*Requirement*: Below are the records. How many of their lines contain "client"? Give only the number.

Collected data
Content starts

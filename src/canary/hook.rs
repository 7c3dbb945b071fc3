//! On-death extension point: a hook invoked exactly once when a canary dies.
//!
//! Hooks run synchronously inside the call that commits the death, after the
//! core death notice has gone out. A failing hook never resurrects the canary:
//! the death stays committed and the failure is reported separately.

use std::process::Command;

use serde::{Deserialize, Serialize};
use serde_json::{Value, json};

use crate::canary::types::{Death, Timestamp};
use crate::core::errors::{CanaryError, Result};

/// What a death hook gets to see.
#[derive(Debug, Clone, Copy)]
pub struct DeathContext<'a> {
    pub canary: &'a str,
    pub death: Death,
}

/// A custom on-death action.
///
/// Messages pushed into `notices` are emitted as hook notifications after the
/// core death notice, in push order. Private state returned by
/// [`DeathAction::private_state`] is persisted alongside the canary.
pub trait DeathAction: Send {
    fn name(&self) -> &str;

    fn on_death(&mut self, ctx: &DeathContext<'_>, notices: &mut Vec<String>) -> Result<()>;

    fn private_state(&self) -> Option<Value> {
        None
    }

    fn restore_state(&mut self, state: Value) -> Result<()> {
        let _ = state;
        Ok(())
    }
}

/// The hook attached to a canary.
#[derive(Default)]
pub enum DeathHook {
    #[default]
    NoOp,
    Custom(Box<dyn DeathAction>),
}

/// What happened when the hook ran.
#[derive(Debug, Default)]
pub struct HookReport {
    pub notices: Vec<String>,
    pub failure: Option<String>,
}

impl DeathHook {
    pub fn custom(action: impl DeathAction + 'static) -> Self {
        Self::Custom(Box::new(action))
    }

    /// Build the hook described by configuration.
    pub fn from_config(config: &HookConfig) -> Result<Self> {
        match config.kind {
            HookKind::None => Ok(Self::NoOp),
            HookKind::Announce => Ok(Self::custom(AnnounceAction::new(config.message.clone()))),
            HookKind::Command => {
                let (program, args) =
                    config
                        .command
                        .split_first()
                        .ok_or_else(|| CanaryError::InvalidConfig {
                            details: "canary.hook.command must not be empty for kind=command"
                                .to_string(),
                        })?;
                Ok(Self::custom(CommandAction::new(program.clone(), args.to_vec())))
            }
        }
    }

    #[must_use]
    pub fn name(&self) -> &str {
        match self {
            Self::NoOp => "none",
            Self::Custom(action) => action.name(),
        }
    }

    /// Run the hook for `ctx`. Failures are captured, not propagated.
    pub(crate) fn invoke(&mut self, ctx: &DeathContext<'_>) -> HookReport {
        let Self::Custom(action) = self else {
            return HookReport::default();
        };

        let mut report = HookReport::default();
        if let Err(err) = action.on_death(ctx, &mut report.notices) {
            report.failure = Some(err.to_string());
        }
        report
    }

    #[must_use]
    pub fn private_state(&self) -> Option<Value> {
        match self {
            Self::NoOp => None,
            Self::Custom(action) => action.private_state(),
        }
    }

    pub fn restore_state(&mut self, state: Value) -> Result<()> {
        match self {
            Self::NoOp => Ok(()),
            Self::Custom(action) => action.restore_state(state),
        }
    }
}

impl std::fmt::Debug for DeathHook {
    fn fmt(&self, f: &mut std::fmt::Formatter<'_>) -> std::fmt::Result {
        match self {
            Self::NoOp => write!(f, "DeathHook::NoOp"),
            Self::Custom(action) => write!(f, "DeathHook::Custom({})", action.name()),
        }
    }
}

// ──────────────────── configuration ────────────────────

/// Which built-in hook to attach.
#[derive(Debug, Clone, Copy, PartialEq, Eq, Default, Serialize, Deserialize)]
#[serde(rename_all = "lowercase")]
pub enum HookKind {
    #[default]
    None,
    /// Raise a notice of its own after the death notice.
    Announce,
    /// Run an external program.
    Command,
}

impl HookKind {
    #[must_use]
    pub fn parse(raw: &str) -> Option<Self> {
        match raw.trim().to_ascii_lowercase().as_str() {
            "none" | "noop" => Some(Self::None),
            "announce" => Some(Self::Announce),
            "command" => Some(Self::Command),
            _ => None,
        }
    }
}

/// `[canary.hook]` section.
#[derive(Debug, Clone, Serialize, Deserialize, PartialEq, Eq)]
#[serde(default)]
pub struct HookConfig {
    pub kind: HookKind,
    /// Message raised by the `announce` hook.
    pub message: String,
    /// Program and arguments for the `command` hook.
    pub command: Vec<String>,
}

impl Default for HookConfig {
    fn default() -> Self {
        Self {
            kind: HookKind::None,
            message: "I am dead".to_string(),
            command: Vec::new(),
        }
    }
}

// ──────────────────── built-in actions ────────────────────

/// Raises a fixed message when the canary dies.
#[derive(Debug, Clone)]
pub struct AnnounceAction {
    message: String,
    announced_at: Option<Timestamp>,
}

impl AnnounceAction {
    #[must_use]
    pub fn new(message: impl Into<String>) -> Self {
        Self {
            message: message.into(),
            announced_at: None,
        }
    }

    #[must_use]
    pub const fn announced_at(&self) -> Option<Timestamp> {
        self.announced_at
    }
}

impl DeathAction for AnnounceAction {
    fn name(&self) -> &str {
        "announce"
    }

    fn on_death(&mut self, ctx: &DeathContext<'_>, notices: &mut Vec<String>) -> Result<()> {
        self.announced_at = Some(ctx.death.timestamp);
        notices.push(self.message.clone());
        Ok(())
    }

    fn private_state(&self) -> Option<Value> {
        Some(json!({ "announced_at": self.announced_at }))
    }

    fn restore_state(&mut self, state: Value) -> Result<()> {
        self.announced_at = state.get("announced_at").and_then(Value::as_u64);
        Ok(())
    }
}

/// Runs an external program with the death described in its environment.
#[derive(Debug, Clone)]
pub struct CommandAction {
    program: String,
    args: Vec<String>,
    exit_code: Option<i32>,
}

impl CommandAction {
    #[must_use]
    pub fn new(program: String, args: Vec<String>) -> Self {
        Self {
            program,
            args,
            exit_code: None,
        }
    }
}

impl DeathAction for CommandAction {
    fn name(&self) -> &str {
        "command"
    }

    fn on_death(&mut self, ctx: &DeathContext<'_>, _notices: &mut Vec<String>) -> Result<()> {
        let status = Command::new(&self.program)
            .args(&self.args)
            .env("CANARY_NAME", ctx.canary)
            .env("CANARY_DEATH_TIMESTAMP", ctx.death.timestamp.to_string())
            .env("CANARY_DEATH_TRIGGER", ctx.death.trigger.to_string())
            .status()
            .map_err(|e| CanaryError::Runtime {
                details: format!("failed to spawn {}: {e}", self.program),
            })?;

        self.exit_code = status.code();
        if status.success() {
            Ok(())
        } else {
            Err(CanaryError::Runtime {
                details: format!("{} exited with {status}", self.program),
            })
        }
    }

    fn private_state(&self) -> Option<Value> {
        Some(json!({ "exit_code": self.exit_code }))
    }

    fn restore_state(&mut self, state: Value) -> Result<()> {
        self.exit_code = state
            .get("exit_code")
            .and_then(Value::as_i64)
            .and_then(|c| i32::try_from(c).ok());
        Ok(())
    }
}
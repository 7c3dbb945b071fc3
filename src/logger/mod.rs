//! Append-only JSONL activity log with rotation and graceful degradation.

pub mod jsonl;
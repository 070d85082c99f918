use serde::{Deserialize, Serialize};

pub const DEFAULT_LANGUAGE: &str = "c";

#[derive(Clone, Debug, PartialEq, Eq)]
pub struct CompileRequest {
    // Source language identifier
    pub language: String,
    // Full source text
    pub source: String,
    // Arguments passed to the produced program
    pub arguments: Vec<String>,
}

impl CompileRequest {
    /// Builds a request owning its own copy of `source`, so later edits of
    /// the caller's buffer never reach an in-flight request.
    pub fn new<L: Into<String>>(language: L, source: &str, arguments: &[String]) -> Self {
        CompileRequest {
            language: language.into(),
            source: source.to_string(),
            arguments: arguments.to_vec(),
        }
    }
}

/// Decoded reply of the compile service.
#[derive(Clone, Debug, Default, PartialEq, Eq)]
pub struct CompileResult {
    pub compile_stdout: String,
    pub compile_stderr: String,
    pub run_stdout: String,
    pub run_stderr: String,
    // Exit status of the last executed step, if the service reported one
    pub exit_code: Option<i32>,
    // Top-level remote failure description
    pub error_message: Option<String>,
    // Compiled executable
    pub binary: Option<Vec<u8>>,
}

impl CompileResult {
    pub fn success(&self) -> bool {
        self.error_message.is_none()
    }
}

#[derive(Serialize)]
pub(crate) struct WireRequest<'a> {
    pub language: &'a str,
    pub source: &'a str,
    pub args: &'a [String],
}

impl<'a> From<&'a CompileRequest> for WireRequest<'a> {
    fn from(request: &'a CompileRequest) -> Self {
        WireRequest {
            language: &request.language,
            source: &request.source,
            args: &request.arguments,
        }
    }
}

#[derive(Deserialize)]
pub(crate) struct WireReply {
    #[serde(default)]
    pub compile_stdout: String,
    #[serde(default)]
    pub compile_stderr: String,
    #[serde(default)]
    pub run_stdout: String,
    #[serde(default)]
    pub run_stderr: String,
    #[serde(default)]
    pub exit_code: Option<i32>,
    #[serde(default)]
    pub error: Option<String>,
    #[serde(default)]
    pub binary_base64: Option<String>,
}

Content ends
Content starts

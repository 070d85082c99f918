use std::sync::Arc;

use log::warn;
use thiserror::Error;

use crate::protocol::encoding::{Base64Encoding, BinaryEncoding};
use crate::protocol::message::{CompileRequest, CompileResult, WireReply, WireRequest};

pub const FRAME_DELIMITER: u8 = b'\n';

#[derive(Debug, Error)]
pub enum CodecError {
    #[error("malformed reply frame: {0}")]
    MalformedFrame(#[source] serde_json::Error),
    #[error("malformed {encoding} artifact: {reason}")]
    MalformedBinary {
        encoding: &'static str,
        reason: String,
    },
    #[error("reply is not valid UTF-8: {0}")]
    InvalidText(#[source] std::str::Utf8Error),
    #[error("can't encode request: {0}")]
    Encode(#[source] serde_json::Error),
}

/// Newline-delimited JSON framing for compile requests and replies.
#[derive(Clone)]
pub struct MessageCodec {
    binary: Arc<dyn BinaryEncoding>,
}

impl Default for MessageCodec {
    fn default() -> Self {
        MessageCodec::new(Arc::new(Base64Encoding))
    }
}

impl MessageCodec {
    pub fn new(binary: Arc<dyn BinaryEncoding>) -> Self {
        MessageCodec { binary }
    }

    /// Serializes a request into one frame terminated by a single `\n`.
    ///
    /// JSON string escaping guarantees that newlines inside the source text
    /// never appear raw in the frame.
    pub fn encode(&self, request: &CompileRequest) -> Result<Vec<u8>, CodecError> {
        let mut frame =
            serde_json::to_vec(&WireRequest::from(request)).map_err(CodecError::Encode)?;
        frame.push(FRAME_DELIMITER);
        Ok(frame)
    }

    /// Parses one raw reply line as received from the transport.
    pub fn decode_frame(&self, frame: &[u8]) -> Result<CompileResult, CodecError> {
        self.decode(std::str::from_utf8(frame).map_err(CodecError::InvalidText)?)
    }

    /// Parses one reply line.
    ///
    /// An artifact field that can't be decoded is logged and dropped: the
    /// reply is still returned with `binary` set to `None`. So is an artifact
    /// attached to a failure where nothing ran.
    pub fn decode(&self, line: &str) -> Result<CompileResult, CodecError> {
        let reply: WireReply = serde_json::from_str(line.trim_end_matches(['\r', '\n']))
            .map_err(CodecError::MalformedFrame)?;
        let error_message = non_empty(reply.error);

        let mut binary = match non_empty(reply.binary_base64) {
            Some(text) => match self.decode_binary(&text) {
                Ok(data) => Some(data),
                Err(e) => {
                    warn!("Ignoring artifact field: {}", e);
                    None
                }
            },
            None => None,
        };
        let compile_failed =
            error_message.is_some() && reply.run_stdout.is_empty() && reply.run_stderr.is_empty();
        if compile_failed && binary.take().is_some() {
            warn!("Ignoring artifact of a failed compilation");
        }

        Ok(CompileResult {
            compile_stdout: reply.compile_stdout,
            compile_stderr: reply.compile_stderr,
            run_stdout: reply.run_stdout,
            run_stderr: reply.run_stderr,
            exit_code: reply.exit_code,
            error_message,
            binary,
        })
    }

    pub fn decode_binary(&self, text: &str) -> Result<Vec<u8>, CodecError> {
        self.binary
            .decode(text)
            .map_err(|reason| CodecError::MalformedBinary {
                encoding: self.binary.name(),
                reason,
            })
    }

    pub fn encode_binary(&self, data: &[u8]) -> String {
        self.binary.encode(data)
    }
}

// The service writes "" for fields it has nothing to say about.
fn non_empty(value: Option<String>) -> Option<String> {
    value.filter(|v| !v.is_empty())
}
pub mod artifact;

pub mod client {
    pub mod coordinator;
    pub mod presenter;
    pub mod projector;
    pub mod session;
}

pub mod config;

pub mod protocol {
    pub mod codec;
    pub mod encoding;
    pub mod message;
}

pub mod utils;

Content ends
Content starts

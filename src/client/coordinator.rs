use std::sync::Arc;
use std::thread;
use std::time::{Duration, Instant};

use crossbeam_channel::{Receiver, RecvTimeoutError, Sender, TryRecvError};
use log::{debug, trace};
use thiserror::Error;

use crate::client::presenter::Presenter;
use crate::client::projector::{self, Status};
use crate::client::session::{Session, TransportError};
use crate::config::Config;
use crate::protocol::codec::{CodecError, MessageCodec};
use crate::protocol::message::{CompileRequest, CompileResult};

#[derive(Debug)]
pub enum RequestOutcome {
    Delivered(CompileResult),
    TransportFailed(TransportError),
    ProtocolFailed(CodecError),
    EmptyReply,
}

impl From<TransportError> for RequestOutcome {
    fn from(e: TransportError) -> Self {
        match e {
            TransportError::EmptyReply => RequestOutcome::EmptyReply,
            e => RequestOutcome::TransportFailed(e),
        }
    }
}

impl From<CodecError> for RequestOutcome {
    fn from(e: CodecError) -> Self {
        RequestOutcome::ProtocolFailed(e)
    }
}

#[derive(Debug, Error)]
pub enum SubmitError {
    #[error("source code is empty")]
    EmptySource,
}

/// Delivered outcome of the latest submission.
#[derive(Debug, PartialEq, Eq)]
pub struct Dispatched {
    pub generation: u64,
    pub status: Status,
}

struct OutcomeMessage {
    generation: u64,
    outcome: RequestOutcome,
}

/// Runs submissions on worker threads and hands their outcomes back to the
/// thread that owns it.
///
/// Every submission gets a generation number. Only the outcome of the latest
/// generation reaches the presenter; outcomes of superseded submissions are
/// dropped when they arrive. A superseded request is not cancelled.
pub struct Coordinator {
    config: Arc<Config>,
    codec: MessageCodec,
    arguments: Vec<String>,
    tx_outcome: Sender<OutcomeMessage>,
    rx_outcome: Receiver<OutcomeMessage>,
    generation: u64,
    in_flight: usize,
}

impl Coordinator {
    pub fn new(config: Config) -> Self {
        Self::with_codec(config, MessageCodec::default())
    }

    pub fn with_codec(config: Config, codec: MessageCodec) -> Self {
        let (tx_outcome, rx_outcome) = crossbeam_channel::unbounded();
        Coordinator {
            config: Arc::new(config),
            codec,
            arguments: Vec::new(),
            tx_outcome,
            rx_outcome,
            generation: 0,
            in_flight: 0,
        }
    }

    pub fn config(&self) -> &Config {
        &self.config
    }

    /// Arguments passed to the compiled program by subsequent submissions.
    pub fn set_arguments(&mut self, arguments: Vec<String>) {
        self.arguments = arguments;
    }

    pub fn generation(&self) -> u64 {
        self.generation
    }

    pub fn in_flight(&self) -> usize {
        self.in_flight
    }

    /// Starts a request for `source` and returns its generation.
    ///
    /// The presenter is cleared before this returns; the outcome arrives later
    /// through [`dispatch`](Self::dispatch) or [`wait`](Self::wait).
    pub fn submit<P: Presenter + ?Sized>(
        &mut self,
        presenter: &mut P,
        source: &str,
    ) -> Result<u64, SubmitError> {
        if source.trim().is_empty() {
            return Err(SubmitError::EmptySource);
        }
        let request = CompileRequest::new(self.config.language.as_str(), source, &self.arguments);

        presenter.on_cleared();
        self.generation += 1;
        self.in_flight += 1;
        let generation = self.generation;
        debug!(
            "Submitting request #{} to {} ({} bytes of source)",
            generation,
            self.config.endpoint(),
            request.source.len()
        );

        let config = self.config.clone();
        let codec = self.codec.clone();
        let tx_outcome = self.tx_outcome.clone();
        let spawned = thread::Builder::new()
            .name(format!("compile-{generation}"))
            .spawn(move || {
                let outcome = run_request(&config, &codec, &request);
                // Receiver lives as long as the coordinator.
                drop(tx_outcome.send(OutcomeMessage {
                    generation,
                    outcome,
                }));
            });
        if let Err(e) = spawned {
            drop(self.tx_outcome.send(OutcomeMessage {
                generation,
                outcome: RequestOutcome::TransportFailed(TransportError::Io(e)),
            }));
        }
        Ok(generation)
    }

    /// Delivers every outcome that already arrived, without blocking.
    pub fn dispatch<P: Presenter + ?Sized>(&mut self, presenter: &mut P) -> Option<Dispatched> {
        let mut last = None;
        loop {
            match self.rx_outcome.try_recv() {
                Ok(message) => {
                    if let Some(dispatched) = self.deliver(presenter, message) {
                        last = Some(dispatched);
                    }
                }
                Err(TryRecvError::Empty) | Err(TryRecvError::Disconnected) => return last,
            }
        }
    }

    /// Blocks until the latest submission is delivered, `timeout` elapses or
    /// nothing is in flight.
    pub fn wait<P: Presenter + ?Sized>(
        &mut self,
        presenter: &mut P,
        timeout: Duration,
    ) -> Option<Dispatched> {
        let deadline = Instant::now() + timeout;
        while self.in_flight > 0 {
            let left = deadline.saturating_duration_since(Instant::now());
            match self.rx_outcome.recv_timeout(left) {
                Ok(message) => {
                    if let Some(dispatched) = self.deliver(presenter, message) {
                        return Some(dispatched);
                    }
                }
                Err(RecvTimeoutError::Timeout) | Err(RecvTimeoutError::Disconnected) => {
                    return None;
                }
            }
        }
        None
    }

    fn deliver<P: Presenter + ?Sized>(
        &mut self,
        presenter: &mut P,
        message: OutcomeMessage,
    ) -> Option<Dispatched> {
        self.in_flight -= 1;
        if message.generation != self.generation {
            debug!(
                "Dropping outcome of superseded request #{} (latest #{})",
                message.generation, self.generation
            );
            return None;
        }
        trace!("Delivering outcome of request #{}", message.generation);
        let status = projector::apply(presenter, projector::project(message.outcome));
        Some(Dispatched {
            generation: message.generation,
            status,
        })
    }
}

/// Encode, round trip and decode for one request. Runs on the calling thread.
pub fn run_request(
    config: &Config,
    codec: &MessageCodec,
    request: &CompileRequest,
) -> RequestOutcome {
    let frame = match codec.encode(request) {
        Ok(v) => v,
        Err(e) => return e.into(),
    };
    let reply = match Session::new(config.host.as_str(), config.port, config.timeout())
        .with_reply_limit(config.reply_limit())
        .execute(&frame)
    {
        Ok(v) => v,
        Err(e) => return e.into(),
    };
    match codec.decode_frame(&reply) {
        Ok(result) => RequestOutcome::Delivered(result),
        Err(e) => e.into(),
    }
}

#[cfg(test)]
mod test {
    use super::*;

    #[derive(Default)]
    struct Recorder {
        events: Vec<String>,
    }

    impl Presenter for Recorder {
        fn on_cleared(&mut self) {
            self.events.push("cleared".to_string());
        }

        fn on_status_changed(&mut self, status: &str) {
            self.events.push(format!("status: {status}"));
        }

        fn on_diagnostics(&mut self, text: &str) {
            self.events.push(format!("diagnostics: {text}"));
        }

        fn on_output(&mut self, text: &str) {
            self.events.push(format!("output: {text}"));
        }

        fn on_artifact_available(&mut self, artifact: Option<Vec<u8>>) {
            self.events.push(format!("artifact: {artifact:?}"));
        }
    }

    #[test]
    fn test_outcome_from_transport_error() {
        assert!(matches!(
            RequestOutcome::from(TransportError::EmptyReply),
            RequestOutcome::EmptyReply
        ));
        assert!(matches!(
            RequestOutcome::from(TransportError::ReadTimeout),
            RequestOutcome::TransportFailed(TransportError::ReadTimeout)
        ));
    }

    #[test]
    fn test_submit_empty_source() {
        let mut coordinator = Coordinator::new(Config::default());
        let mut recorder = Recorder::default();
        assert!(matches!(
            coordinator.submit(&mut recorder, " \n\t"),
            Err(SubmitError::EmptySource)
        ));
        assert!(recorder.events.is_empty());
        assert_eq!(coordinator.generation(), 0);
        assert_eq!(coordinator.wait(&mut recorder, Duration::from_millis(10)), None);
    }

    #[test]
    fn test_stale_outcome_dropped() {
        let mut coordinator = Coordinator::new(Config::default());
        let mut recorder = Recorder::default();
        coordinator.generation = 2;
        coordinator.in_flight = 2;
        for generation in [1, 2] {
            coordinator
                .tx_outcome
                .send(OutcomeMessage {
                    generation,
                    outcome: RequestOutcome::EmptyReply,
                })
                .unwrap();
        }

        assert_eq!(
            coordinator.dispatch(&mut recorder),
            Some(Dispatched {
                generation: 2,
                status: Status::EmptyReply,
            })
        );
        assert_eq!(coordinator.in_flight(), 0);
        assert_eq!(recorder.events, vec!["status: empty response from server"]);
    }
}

Content ends

*Exercise result*: 5